The ritual began. The monk grasped the great black sword, invisible in the darkness, but its heaviness could be guessed from the strain upon the muscles of the monk’s bare sweating chest, and the clenched jaw of his bald head. Ah Wong watched him slowly approaching, raising the sword, gathering speed, as the surrounding growls of an eternity of long dead souls shook the foundations of the temple.
“Mei Mei do you love me?” screamed Ah Wong, his head pulled down by the monks grasping his long black hair, the great sword swinging towards his neck. He looked for the last time into Mei Mei’s eyes.
Ah Wong’s head flew through the air, propelled by the blood, splattering over the mirrors, his eyes flickering in recognition of every reflection of himself. An end at last? Was that the case? He could still think, but that would fade as the blood coagulated. The system would collapse and consciousness would leave. He was supposed to have no feeling if dead, so how was it, that he was not? But of course he was not, could not be. This was eternity and death an illusion.

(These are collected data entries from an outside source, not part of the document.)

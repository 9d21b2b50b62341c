//! Admin configuration loaded from environment variables.
//!
//! # Environment Variables
//!
//! ## Required
//! - `ADMIN_DATABASE_URL` - `PostgreSQL` connection string (admin users & sessions)
//! - `SHOP_DATABASE_URL` - `PostgreSQL` connection string (shop data)
//! - `ADMIN_BASE_URL` - Public URL for the admin panel
//! - `ADMIN_SESSION_SECRET` - Session signing secret (min 32 chars, high entropy)
//! - `SMTP_HOST` - SMTP server hostname
//! - `SMTP_USERNAME` - SMTP authentication username
//! - `SMTP_PASSWORD` - SMTP authentication password
//! - `SMTP_FROM` - Email sender address
//!
//! ## Optional
//! - `ADMIN_HOST` - Bind address (default: 127.0.0.1)
//! - `ADMIN_PORT` - Listen port (default: 3001)
//! - `SMTP_PORT` - SMTP port (default: 587)
//! - `ASSET_HOST_URL` - Image host API base URL (enables gallery uploads)
//! - `ASSET_HOST_TOKEN` - Image host API token
//! - `SENTRY_DSN` - Sentry error tracking DSN
//! - `SENTRY_ENVIRONMENT` - Sentry environment tag

use std::collections::HashMap;
use std::net::{IpAddr, SocketAddr};

use secrecy::{ExposeSecret, SecretString};
use thiserror::Error;

const MIN_SESSION_SECRET_LENGTH: usize = 32;
const MIN_ENTROPY_BITS_PER_CHAR: f64 = 3.3;

/// Blocklist of common placeholder patterns (case-insensitive)
const PLACEHOLDER_PATTERNS: &[&str] = &[
    "your-",
    "changeme",
    "replace",
    "placeholder",
    "example",
    "secret",
    "password",
    "xxx",
    "todo",
    "fixme",
    "insert",
    "enter-",
    "put-your",
    "add-your",
];

/// Configuration errors that can occur during loading.
#[derive(Debug, Error)]
pub enum ConfigError {
    #[error("Missing environment variable: {0}")]
    MissingEnvVar(String),
    #[error("Invalid environment variable {0}: {1}")]
    InvalidEnvVar(String, String),
    #[error("Insecure secret in {0}: {1}")]
    InsecureSecret(String, String),
}

/// Admin application configuration.
#[derive(Debug, Clone)]
pub struct AdminConfig {
    /// Admin `PostgreSQL` database connection URL (admin users, sessions)
    pub admin_database_url: SecretString,
    /// Shop `PostgreSQL` database connection URL (commerce data)
    pub shop_database_url: SecretString,
    /// IP address to bind the server to
    pub host: IpAddr,
    /// Port to listen on
    pub port: u16,
    /// Public base URL for the admin panel
    pub base_url: String,
    /// Session signing secret
    pub session_secret: SecretString,
    /// Email delivery configuration
    pub email: EmailConfig,
    /// Asset host configuration (optional - enables gallery uploads)
    pub assets: Option<AssetHostConfig>,
    /// Sentry DSN for error tracking
    pub sentry_dsn: Option<String>,
    /// Sentry environment tag
    pub sentry_environment: Option<String>,
}

/// SMTP email configuration.
///
/// Implements `Debug` manually to redact the password.
#[derive(Clone)]
pub struct EmailConfig {
    pub smtp_host: String,
    pub smtp_port: u16,
    pub smtp_username: String,
    pub smtp_password: SecretString,
    pub from_address: String,
}

impl std::fmt::Debug for EmailConfig {
    fn fmt(&self, f: &mut std::fmt::Formatter<'_>) -> std::fmt::Result {
        f.debug_struct("EmailConfig")
            .field("smtp_host", &self.smtp_host)
            .field("smtp_port", &self.smtp_port)
            .field("smtp_username", &self.smtp_username)
            .field("smtp_password", &"[REDACTED]")
            .field("from_address", &self.from_address)
            .finish()
    }
}

/// Third-party image host configuration.
///
/// Implements `Debug` manually to redact the token.
#[derive(Clone)]
pub struct AssetHostConfig {
    /// API base URL
    pub api_url: String,
    /// API token
    pub api_token: SecretString,
}

impl std::fmt::Debug for AssetHostConfig {
    fn fmt(&self, f: &mut std::fmt::Formatter<'_>) -> std::fmt::Result {
        f.debug_struct("AssetHostConfig")
            .field("api_url", &self.api_url)
            .field("api_token", &"[REDACTED]")
            .finish()
    }
}

impl AdminConfig {
    /// Load configuration from environment variables.
    ///
    /// Calls `dotenvy::dotenv()` to load from `.env` file if present.
    ///
    /// # Errors
    ///
    /// Returns `ConfigError` if required variables are missing, invalid, or
    /// if secrets fail validation (placeholder detection, entropy check).
    pub fn from_env() -> Result<Self, ConfigError> {
        // Load .env file if present (ignore errors if not found)
        let _ = dotenvy::dotenv();

        let admin_database_url = get_required_secret("ADMIN_DATABASE_URL")?;
        let shop_database_url = get_required_secret("SHOP_DATABASE_URL")?;
        let host = get_env_or_default("ADMIN_HOST", "127.0.0.1")
            .parse::<IpAddr>()
            .map_err(|e| ConfigError::InvalidEnvVar("ADMIN_HOST".to_string(), e.to_string()))?;
        let port = get_env_or_default("ADMIN_PORT", "3001")
            .parse::<u16>()
            .map_err(|e| ConfigError::InvalidEnvVar("ADMIN_PORT".to_string(), e.to_string()))?;
        let base_url = get_required_env("ADMIN_BASE_URL")?;
        let session_secret = get_validated_secret("ADMIN_SESSION_SECRET")?;
        validate_session_secret(&session_secret, "ADMIN_SESSION_SECRET")?;

        let email = EmailConfig::from_env()?;
        let assets = AssetHostConfig::from_env()?;
        let sentry_dsn = get_optional_env("SENTRY_DSN");
        let sentry_environment = get_optional_env("SENTRY_ENVIRONMENT");

        Ok(Self {
            admin_database_url,
            shop_database_url,
            host,
            port,
            base_url,
            session_secret,
            email,
            assets,
            sentry_dsn,
            sentry_environment,
        })
    }

    /// Returns the socket address for binding the server.
    #[must_use]
    pub const fn socket_addr(&self) -> SocketAddr {
        SocketAddr::new(self.host, self.port)
    }
}

impl EmailConfig {
    fn from_env() -> Result<Self, ConfigError> {
        Ok(Self {
            smtp_host: get_required_env("SMTP_HOST")?,
            smtp_port: get_env_or_default("SMTP_PORT", "587")
                .parse::<u16>()
                .map_err(|e| {
                    ConfigError::InvalidEnvVar("SMTP_PORT".to_string(), e.to_string())
                })?,
            smtp_username: get_required_env("SMTP_USERNAME")?,
            smtp_password: get_required_secret("SMTP_PASSWORD")?,
            from_address: get_required_env("SMTP_FROM")?,
        })
    }
}

impl AssetHostConfig {
    fn from_env() -> Result<Option<Self>, ConfigError> {
        let Some(api_url) = get_optional_env("ASSET_HOST_URL") else {
            return Ok(None);
        };
        let api_token = get_validated_secret("ASSET_HOST_TOKEN")?;

        Ok(Some(Self { api_url, api_token }))
    }
}

// =============================================================================
// Helper Functions
// =============================================================================

/// Get a required environment variable.
fn get_required_env(key: &str) -> Result<String, ConfigError> {
    std::env::var(key).map_err(|_| ConfigError::MissingEnvVar(key.to_string()))
}

/// Get a required environment variable wrapped in `SecretString`.
fn get_required_secret(key: &str) -> Result<SecretString, ConfigError> {
    get_required_env(key).map(SecretString::from)
}

/// Get an optional environment variable.
fn get_optional_env(key: &str) -> Option<String> {
    std::env::var(key).ok()
}

/// Get an environment variable with a default value.
fn get_env_or_default(key: &str, default: &str) -> String {
    std::env::var(key).unwrap_or_else(|_| default.to_string())
}

/// Validate that a session secret meets minimum length requirements.
fn validate_session_secret(secret: &SecretString, var_name: &str) -> Result<(), ConfigError> {
    let value = secret.expose_secret();
    if value.len() < MIN_SESSION_SECRET_LENGTH {
        return Err(ConfigError::InsecureSecret(
            var_name.to_string(),
            format!(
                "must be at least {} characters (got {})",
                MIN_SESSION_SECRET_LENGTH,
                value.len()
            ),
        ));
    }
    Ok(())
}

/// Calculate Shannon entropy in bits per character.
fn shannon_entropy(s: &str) -> f64 {
    if s.is_empty() {
        return 0.0;
    }

    let mut freq: HashMap<char, usize> = HashMap::new();
    for c in s.chars() {
        *freq.entry(c).or_insert(0) += 1;
    }

    #[allow(clippy::cast_precision_loss)] // String length will never exceed f64 precision
    let len = s.len() as f64;
    freq.values()
        .map(|&count| {
            #[allow(clippy::cast_precision_loss)] // Character count will never exceed f64 precision
            let p = count as f64 / len;
            -p * p.log2()
        })
        .sum()
}

/// Validate that a secret is not a placeholder and has sufficient entropy.
fn validate_secret_strength(secret: &str, var_name: &str) -> Result<(), ConfigError> {
    let lower = secret.to_lowercase();

    // Check blocklist
    for pattern in PLACEHOLDER_PATTERNS {
        if lower.contains(pattern) {
            return Err(ConfigError::InsecureSecret(
                var_name.to_string(),
                format!("appears to be a placeholder (contains '{pattern}')"),
            ));
        }
    }

    // Check entropy (real secrets like API keys have high entropy)
    let entropy = shannon_entropy(secret);
    if entropy < MIN_ENTROPY_BITS_PER_CHAR {
        return Err(ConfigError::InsecureSecret(
            var_name.to_string(),
            format!(
                "entropy too low ({entropy:.2} bits/char, need >= {MIN_ENTROPY_BITS_PER_CHAR:.1}). Use a randomly generated secret."
            ),
        ));
    }

    Ok(())
}

/// Load and validate a secret from environment.
fn get_validated_secret(key: &str) -> Result<SecretString, ConfigError> {
    let value = get_required_env(key)?;
    validate_secret_strength(&value, key)?;
    Ok(SecretString::from(value))
}

#[cfg(test)]
#[allow(clippy::unwrap_used)]
mod tests {
    use super::*;

    #[test]
    fn test_email_config_debug_redacts_password() {
        let config = EmailConfig {
            smtp_host: "smtp.example.test".to_string(),
            smtp_port: 587,
            smtp_username: "mailer".to_string(),
            smtp_password: SecretString::from("hunter2hunter2"),
            from_address: "shop@jademarket.tw".to_string(),
        };

        let debug_output = format!("{config:?}");
        assert!(debug_output.contains("smtp.example.test"));
        assert!(debug_output.contains("[REDACTED]"));
        assert!(!debug_output.contains("hunter2hunter2"));
    }

    #[test]
    fn test_validate_secret_strength_placeholder() {
        let result = validate_secret_strength("your-api-key-here", "TEST_VAR");
        assert!(matches!(result, Err(ConfigError::InsecureSecret(_, _))));
    }

    #[test]
    fn test_validate_session_secret_too_short() {
        let secret = SecretString::from("short");
        assert!(validate_session_secret(&secret, "TEST_SESSION").is_err());
    }
}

The cruelty of the trick was not lost on him then a prick rammed into his mouth. He choked surrounded by boars that squealed and stank of bad breath and pus. Their curling elongated pricks quivering to take turns. Boars are not particular. They shit where they fuck. They snorted and gnawed at his nose. It re-grew to be re-gnawed. He heard Mei Mei laughing and giggling and looked into the boars’ eyes: Ling Ling and Mei Mei, those two boars, their tusks gold, peeling off his skin with their rough tongues. They laughed as they skinned his skull. He screamed but not with pain, that had faded and he knew this could not go on, it must end and he would be the same. But this time, there was doubt. This was not new, he reasoned. He had been here before. It was a ritual and in the light of day, would be no more. He hoped it would be no more.
“I am not perfect,” grunted Ling Ling.
“Are we not perfect,” snorted Mei Mei.
What he silently mouthed, they could not tell.
***
Mei Mei drank one last gulp of wine from the skull and then cast it back into the stream where it swirled, and clattered against the rocks, on its journey towards the great lake.
“Thank you for providing our inspiration,” said Mei Mei, “Thank you for helping us immortals, gathered about the rhyming stream, take the night and create the next day. From your skull life and death came, and all points in between. Puppets dancing to their own tunes, your skull set them free. They have stories, they have needs and conflicts and obstacles to overcome. This story, my story, is all your stories in one!”
“But yours has ended and mine has begun,” cried Ling Ling, swooping down, net in hand, scooping the skull from the stream. “I drink to my friends! Listen to my story! My story has no end.”